Mass of an unknown gas of 50 mL volume at 25 degrees C. and 740 mm of Hg pressure was 0.056 g. The molecular mass of this gas is...
PV = nRT and solve for n = mol gas.
Then n = grams/molar mass
Solve for molar mass.
Don't forget T must be in kelvin and P: must be in atm. 740 mm = 740/760 atm
To find the molecular mass of the unknown gas, we can use the ideal gas law equation:
PV = nRT
Where:
P = pressure of the gas
V = volume of the gas
n = number of moles of the gas
R = ideal gas constant
T = temperature of the gas
Given:
P = 740 mm Hg
V = 50 mL (which is equivalent to 0.05 L)
T = 25 degrees C (which is equivalent to 298 K)
m = mass of the gas = 0.056 g
First, we need to convert the pressure from mm Hg to atm since the ideal gas constant R is in atm.
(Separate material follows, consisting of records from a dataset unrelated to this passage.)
//! Deep-focus session log, analytics and the distracting-site block list.

use std::io::Write;

use anyhow::{Result, bail};
use chrono::{DateTime, Utc};
use clap::Args;
use serde::{Deserialize, Serialize};

use super::util::parse_datetime;
use crate::context::SessionContext;

/// JSONL log of completed focus sessions.
pub const FOCUS_LOG: &str = "focus_sessions.jsonl";

/// JSON array of blocked sites.
pub const BLOCKED_SITES: &str = "blocked_sites.json";

/// Average distractions per session above which focus is flagged as poor.
const HIGH_DISTRACTION_AVERAGE: f64 = 3.0;

/// Average session length, in minutes, below which sessions count as short.
const SHORT_SESSION_MINUTES: f64 = 30.0;

#[derive(Debug, Args)]
pub struct FocusLogArgs {
    /// Session start (ISO 8601 or relative, e.g. "45 minutes ago").
    #[arg(long, value_parser = parse_datetime)]
    pub start: DateTime<Utc>,

    /// Session end; defaults to now.
    #[arg(long, default_value = "now", value_parser = parse_datetime)]
    pub end: DateTime<Utc>,

    /// Times you got distracted.
    #[arg(long, default_value_t = 0)]
    pub distractions: u32,
}

/// One completed focus session.
#[derive(Debug, Clone, PartialEq, Serialize, Deserialize)]
pub struct FocusSession {
    pub start: DateTime<Utc>,
    pub end: DateTime<Utc>,
    pub duration_minutes: f64,
    pub distractions: u32,
}

impl FocusSession {
    pub fn new(start: DateTime<Utc>, end: DateTime<Utc>, distractions: u32) -> Result<Self> {
        if end <= start {
            bail!("session end {end} must be after start {start}");
        }
        #[allow(clippy::cast_precision_loss, reason = "session lengths are far below 2^52 ms")]
        let duration_minutes = (end - start).num_milliseconds() as f64 / 60_000.0;
        Ok(Self {
            start,
            end,
            duration_minutes,
            distractions,
        })
    }
}

/// Aggregates over every logged focus session.
#[derive(Debug, Clone, PartialEq, Serialize)]
pub struct FocusStats {
    pub sessions: usize,
    pub total_minutes: f64,
    pub average_minutes: f64,
    pub average_distractions: f64,
    pub longest: FocusSession,
}

/// Summarizes `sessions`, or `None` when there are none.
pub fn focus_stats(sessions: &[FocusSession]) -> Option<FocusStats> {
    let longest = sessions
        .iter()
        .max_by(|a, b| a.duration_minutes.total_cmp(&b.duration_minutes))?
        .clone();

    #[allow(clippy::cast_precision_loss, reason = "session counts are small")]
    let count = sessions.len() as f64;
    let total_minutes: f64 = sessions.iter().map(|s| s.duration_minutes).sum();
    let distractions: f64 = sessions.iter().map(|s| f64::from(s.distractions)).sum();

    Some(FocusStats {
        sessions: sessions.len(),
        total_minutes,
        average_minutes: total_minutes / count,
        average_distractions: distractions / count,
        longest,
    })
}

/// Advice triggered by the averages.
pub fn insights(stats: &FocusStats) -> Vec<&'static str> {
    let mut insights = Vec::new();
    if stats.average_distractions > HIGH_DISTRACTION_AVERAGE {
        insights.push(
            "High distraction rate: try blocking distracting sites or changing your study environment.",
        );
    }
    if stats.average_minutes < SHORT_SESSION_MINUTES {
        insights.push("Short sessions: try pomodoro cycles to build up focus stamina.");
    }
    insights
}

/// Writes the analytics block shared by `sp focus stats` and the report.
pub fn write_focus_stats<W: Write>(writer: &mut W, stats: &FocusStats) -> Result<()> {
    writeln!(writer, "Focus sessions:       {}", stats.sessions)?;
    writeln!(writer, "Total focus time:     {:.0} min", stats.total_minutes)?;
    writeln!(writer, "Average session:      {:.1} min", stats.average_minutes)?;
    writeln!(
        writer,
        "Average distractions: {:.1}/session",
        stats.average_distractions
    )?;
    writeln!(
        writer,
        "Longest session:      {:.0} min on {}",
        stats.longest.duration_minutes,
        stats.longest.start.format("%b %d")
    )?;

    let insights = insights(stats);
    if !insights.is_empty() {
        writeln!(writer)?;
        writeln!(writer, "Insights:")?;
        for insight in insights {
            writeln!(writer, "- {insight}")?;
        }
    }
    Ok(())
}

pub fn log<W: Write>(writer: &mut W, ctx: &SessionContext, args: &FocusLogArgs) -> Result<()> {
    let session = FocusSession::new(args.start, args.end, args.distractions)?;
    ctx.journal().append(FOCUS_LOG, &session)?;
    writeln!(
        writer,
        "Logged {:.0} min focus session ({} distractions)",
        session.duration_minutes, session.distractions
    )?;
    Ok(())
}

pub fn stats<W: Write>(writer: &mut W, ctx: &SessionContext) -> Result<()> {
    let sessions: Vec<FocusSession> = ctx.journal().read_all(FOCUS_LOG)?;
    match focus_stats(&sessions) {
        Some(stats) => write_focus_stats(writer, &stats),
        None => {
            writeln!(writer, "No focus sessions recorded yet.")?;
            Ok(())
        }
    }
}

fn normalize_site(site: &str) -> Result<String> {
    let site = site.trim();
    if site.is_empty() {
        bail!("site cannot be empty");
    }
    Ok(site.to_string())
}

/// Adds a site to the block list; adding an existing site changes nothing.
pub fn block_add<W: Write>(writer: &mut W, ctx: &SessionContext, site: &str) -> Result<()> {
    let site = normalize_site(site)?;
    let mut added = false;
    ctx.journal()
        .update_document(BLOCKED_SITES, |sites: &mut Vec<String>| {
            if !sites.contains(&site) {
                sites.push(site.clone());
                added = true;
            }
        })?;

    if added {
        writeln!(writer, "Blocked {site}")?;
    } else {
        writeln!(writer, "{site} is already blocked")?;
    }
    Ok(())
}

/// Removes a site from the block list; removing an unknown site changes nothing.
pub fn block_remove<W: Write>(writer: &mut W, ctx: &SessionContext, site: &str) -> Result<()> {
    let site = normalize_site(site)?;
    let mut removed = false;
    ctx.journal()
        .update_document(BLOCKED_SITES, |sites: &mut Vec<String>| {
            let before = sites.len();
            sites.retain(|s| *s != site);
            removed = sites.len() != before;
        })?;

    if removed {
        writeln!(writer, "Unblocked {site}")?;
    } else {
        writeln!(writer, "{site} was not blocked")?;
    }
    Ok(())
}

/// Prints blocked sites one per line, ready to import into a site blocker.
pub fn block_list<W: Write>(writer: &mut W, ctx: &SessionContext) -> Result<()> {
    let sites: Vec<String> = ctx.journal().read_document(BLOCKED_SITES)?;
    for site in sites {
        writeln!(writer, "{site}")?;
    }
    Ok(())
}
To do this, we divide the pressure in mm Hg by 760:
P = 740 mm Hg / 760 mm Hg/atm
P = 0.974 atm
Next, we can rearrange the ideal gas law equation to solve for n (number of moles):
n = PV / RT
Substituting the given values:
n = (0.974 atm) * (0.05 L) / [(0.0821 L*atm/(mol*K)) * (298 K)]
Simplifying:
n = 0.05207 mol
Finally, to find the molecular mass of the gas, we divide the mass (m) by the number of moles (n):
Molecular mass = m / n
Molecular mass = 0.056 g / 0.05207 mol
Molecular mass ≈ 1.074 g/mol
Therefore, the approximate molecular mass of the unknown gas is 1.074 g/mol.